WHAT IS BEING ASKED >> Locate the line that contains "pub(crate) fn memory_handlers(config: HandlerConfig)" in the entries below. Retype it and all following lines through the final one, character for character.
---+---
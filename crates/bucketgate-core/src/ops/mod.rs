//! Operation pipelines.
//!
//! Each operation runs `parse -> validate -> (normalize) -> (decode) ->
//! invoke -> map`. Any failure short-circuits the remaining steps and the
//! remote call is the only step with an external effect. Failures are
//! turned into response envelopes here; nothing propagates to the caller.

mod bucket;
mod directory;
mod upload;

use http::StatusCode;
use tracing::warn;

use crate::error::{HandlerError, RemoteError};
use crate::operations::StorageOperation;
use crate::response::ResponseEnvelope;

/// Respond `400` to a request rejected before any remote call.
fn rejected(op: StorageOperation, err: &HandlerError) -> ResponseEnvelope {
    warn!(operation = %op, class = err.class(), error = %err, "rejected request");
    ResponseEnvelope::error(StatusCode::BAD_REQUEST, err.to_string())
}

/// Record a failed remote call.
fn log_remote_failure(op: StorageOperation, bucket: &str, err: &RemoteError) {
    warn!(
        operation = %op,
        bucket = %bucket,
        code = %err.code,
        error = %err.message,
        "storage call failed"
    );
}

#[cfg(test)]
pub(crate) mod test_support {
    use std::sync::Arc;
    use std::sync::atomic::{AtomicUsize, Ordering};

    use async_trait::async_trait;
    use bytes::Bytes;

    use crate::config::HandlerConfig;
    use crate::error::RemoteError;
    use crate::handler::StorageHandlers;
    use crate::response::{ResponseBody, ResponseEnvelope};
    use crate::storage::{MemoryStorage, StorageBackend};

    /// Backend that fails every call with a fixed error and counts calls.
    #[derive(Debug)]
    pub(crate) struct FailingStorage {
        pub(crate) error: RemoteError,
        pub(crate) calls: AtomicUsize,
    }

    impl FailingStorage {
        pub(crate) fn new(code: &str, message: &str) -> Self {
            Self {
                error: RemoteError::new(code, message),
                calls: AtomicUsize::new(0),
            }
        }

        pub(crate) fn calls(&self) -> usize {
            self.calls.load(Ordering::SeqCst)
        }
    }

    #[async_trait]
    impl StorageBackend for FailingStorage {
        fn name(&self) -> &'static str {
            "failing"
        }

        async fn create_container(&self, _name: &str) -> Result<(), RemoteError> {
            self.calls.fetch_add(1, Ordering::SeqCst);
            Err(self.error.clone())
        }

        async fn put_object(
            &self,
            _bucket: &str,
            _key: &str,
            _data: Bytes,
            _content_type: Option<&str>,
        ) -> Result<(), RemoteError> {
            self.calls.fetch_add(1, Ordering::SeqCst);
            Err(self.error.clone())
        }
    }

    pub(crate) fn memory_handlers(config: HandlerConfig) -> (Arc<MemoryStorage>, StorageHandlers) {
        let storage = Arc::new(MemoryStorage::new());
        let handlers = StorageHandlers::new(storage.clone(), config);
        (storage, handlers)
    }

    pub(crate) fn failing_handlers(code: &str) -> (Arc<FailingStorage>, StorageHandlers) {
        let storage = Arc::new(FailingStorage::new(code, "simulated failure"));
        let handlers = StorageHandlers::new(storage.clone(), HandlerConfig::default());
        (storage, handlers)
    }

    pub(crate) fn body(response: &ResponseEnvelope) -> ResponseBody {
        response.decode_body().expect("handler bodies are valid JSON")
    }

    pub(crate) fn error_text(response: &ResponseEnvelope) -> String {
        body(response).error().unwrap_or_default().to_owned()
    }

    pub(crate) fn message_text(response: &ResponseEnvelope) -> String {
        body(response).message().unwrap_or_default().to_owned()
    }
}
---+---
OUTPUT FOR THIS TASK >>
    pub(crate) fn memory_handlers(config: HandlerConfig) -> (Arc<MemoryStorage>, StorageHandlers) {
        let storage = Arc::new(MemoryStorage::new());
        let handlers = StorageHandlers::new(storage.clone(), config);
        (storage, handlers)
    }

    pub(crate) fn failing_handlers(code: &str) -> (Arc<FailingStorage>, StorageHandlers) {
        let storage = Arc::new(FailingStorage::new(code, "simulated failure"));
        let handlers = StorageHandlers::new(storage.clone(), HandlerConfig::default());
        (storage, handlers)
    }

    pub(crate) fn body(response: &ResponseEnvelope) -> ResponseBody {
        response.decode_body().expect("handler bodies are valid JSON")
    }

    pub(crate) fn error_text(response: &ResponseEnvelope) -> String {
        body(response).error().unwrap_or_default().to_owned()
    }

    pub(crate) fn message_text(response: &ResponseEnvelope) -> String {
        body(response).message().unwrap_or_default().to_owned()
    }
}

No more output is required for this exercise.